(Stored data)
━━━

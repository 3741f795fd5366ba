//! Event Module — routing, selection chain, focus traversal.
//!
//! Responsibilities:
//! - Top-down routing: each node sees an event before its descendants
//! - Primary-press hit testing that moves the selection chain
//! - Selection queries and deselect notification
//! - Tab advancement with a single wrap point at the root
//! - Synthetic pointer-leave dispatch

use tracing::trace;

use crate::clipboard::Clipboard;
use crate::element::EventCx;
use crate::tree::ElementTree;
use crate::types::{Event, Point};

/// Shared services threaded through a routing pass.
pub struct Services<'a> {
    pub clipboard: &'a mut dyn Clipboard,
    pub suggestion_owner: &'a mut Option<u32>,
}

/// Route `event` into the subtree at `handle`. Positions are translated into
/// each node's local space on the way down, so `event` is left in the
/// coordinates of the deepest node reached. Returns whether it was consumed.
pub fn route(tree: &mut ElementTree, handle: u32, event: &mut Event, services: &mut Services<'_>) -> bool {
    let Some(rect) = tree.get(handle).map(|n| n.rect) else {
        return false;
    };
    if let Some(pos) = event.pos.as_mut() {
        *pos = *pos - rect.origin();
    }

    if offer(tree, handle, event, services) {
        trace!(handle, kind = ?event.kind, "event consumed");
        return true;
    }

    if event.is_primary_press() {
        let hit = event.pos.and_then(|pos| hit_test_children(tree, handle, pos));
        let current = tree.get(handle).and_then(|n| n.selected_child);
        if hit != current {
            if let Some(old) = current {
                clear_selection(tree, old);
            }
            if let Some(node) = tree.get_mut(handle) {
                node.selected_child = hit;
            }
            if let Some(new) = hit.and_then(|h| tree.get_mut(h)) {
                new.selected_child = None;
            }
        }
    }

    match tree.get(handle).and_then(|n| n.selected_child) {
        Some(child) => route(tree, child, event, services),
        None => false,
    }
}

/// Offer the event to one node's element without descending.
fn offer(tree: &mut ElementTree, handle: u32, event: &Event, services: &mut Services<'_>) -> bool {
    let focused = is_selected(tree, handle, true);
    let Some(node) = tree.get_mut(handle) else {
        return false;
    };
    let mut cx = EventCx {
        handle,
        size: (node.rect.w, node.rect.h),
        focused,
        clipboard: &mut *services.clipboard,
        suggestion_owner: &mut *services.suggestion_owner,
    };
    node.element.handle_event(event, &mut cx)
}

/// First visible child, in declaration order, whose rectangle contains `pos`.
pub fn hit_test_children(tree: &ElementTree, handle: u32, pos: Point) -> Option<u32> {
    let node = tree.get(handle)?;
    node.children.iter().copied().find(|&c| {
        tree.get(c)
            .is_some_and(|child| child.visible && child.rect.contains(pos))
    })
}

/// Notify every node on the chain starting at `handle` that it lost focus,
/// unlinking the chain as it goes.
pub fn clear_selection(tree: &mut ElementTree, handle: u32) {
    let mut cursor = Some(handle);
    while let Some(h) = cursor {
        let Some(node) = tree.get_mut(h) else {
            break;
        };
        node.element.deselect();
        cursor = node.selected_child.take();
    }
}

/// Whether `handle` is on the selection chain. With `strict`, it must also
/// be the end of the chain.
pub fn is_selected(tree: &ElementTree, handle: u32, strict: bool) -> bool {
    let Some(node) = tree.get(handle) else {
        return false;
    };
    if strict && node.selected_child.is_some() {
        return false;
    }
    let mut current = handle;
    let mut parent = node.parent;
    while let Some(p) = parent {
        let Some(pn) = tree.get(p) else {
            return false;
        };
        if pn.selected_child != Some(current) {
            return false;
        }
        current = p;
        parent = pn.parent;
    }
    true
}

/// Deepest node on the chain below `handle`, or `None` if `handle` has no
/// selected child.
pub fn selected_element(tree: &ElementTree, handle: u32) -> Option<u32> {
    let mut current = handle;
    while let Some(next) = tree.get(current).and_then(|n| n.selected_child) {
        current = next;
    }
    (current != handle).then_some(current)
}

/// Move focus to the next element after `handle` in tab order.
///
/// A node selects its first child when it has none selected, otherwise the
/// sibling after its selected child. Running off the end hands the request
/// to the parent; only the root wraps back to its first child.
pub fn select_next(tree: &mut ElementTree, handle: u32) {
    let Some(node) = tree.get(handle) else {
        return;
    };
    let parent = node.parent;

    let Some(selected) = node.selected_child else {
        if let Some(&first) = node.children.first() {
            select_child(tree, handle, first);
        } else if let Some(p) = parent {
            select_next(tree, p);
        }
        return;
    };

    let index = node.children.iter().position(|&c| c == selected).map_or(0, |i| i + 1);
    let next = match (node.children.get(index).copied(), parent) {
        (Some(next), _) => next,
        (None, Some(p)) => {
            select_next(tree, p);
            return;
        }
        (None, None) => match node.children.first() {
            Some(&first) => first,
            None => return,
        },
    };

    clear_selection(tree, selected);
    select_child(tree, handle, next);
}

fn select_child(tree: &mut ElementTree, parent: u32, child: u32) {
    if let Some(node) = tree.get_mut(parent) {
        node.selected_child = Some(child);
    }
    if let Some(node) = tree.get_mut(child) {
        node.selected_child = None;
    }
    trace!(parent, child, "select_child");
}

/// Derive the pointer-leave event from `motion` and offer it to the root's
/// children whose rectangle held the pointer before it moved. Stops at the
/// first child that consumes it.
pub fn dispatch_leave(tree: &mut ElementTree, root: u32, motion: &Event, services: &mut Services<'_>) -> bool {
    let Some(mut leave) = Event::leave_from(motion) else {
        return false;
    };
    let Some(origin) = tree.get(root).map(|n| n.rect.origin()) else {
        return false;
    };
    if let Some(pos) = leave.pos.as_mut() {
        *pos = *pos - origin;
    }
    let Some(prior) = leave.pos else {
        return false;
    };

    let children = tree.get(root).map(|n| n.children.clone()).unwrap_or_default();
    for child in children {
        let inside = tree
            .get(child)
            .is_some_and(|c| c.visible && c.rect.contains(prior));
        if inside && route(tree, child, &mut leave.clone(), services) {
            return true;
        }
    }
    false
}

━━━

WHAT THE EXERCISE ASKS:
Look through the entries above; copy each line where the string "consumed" appears.

ANSWER SECTION:
/// coordinates of the deepest node reached. Returns whether it was consumed.
        trace!(handle, kind = ?event.kind, "event consumed");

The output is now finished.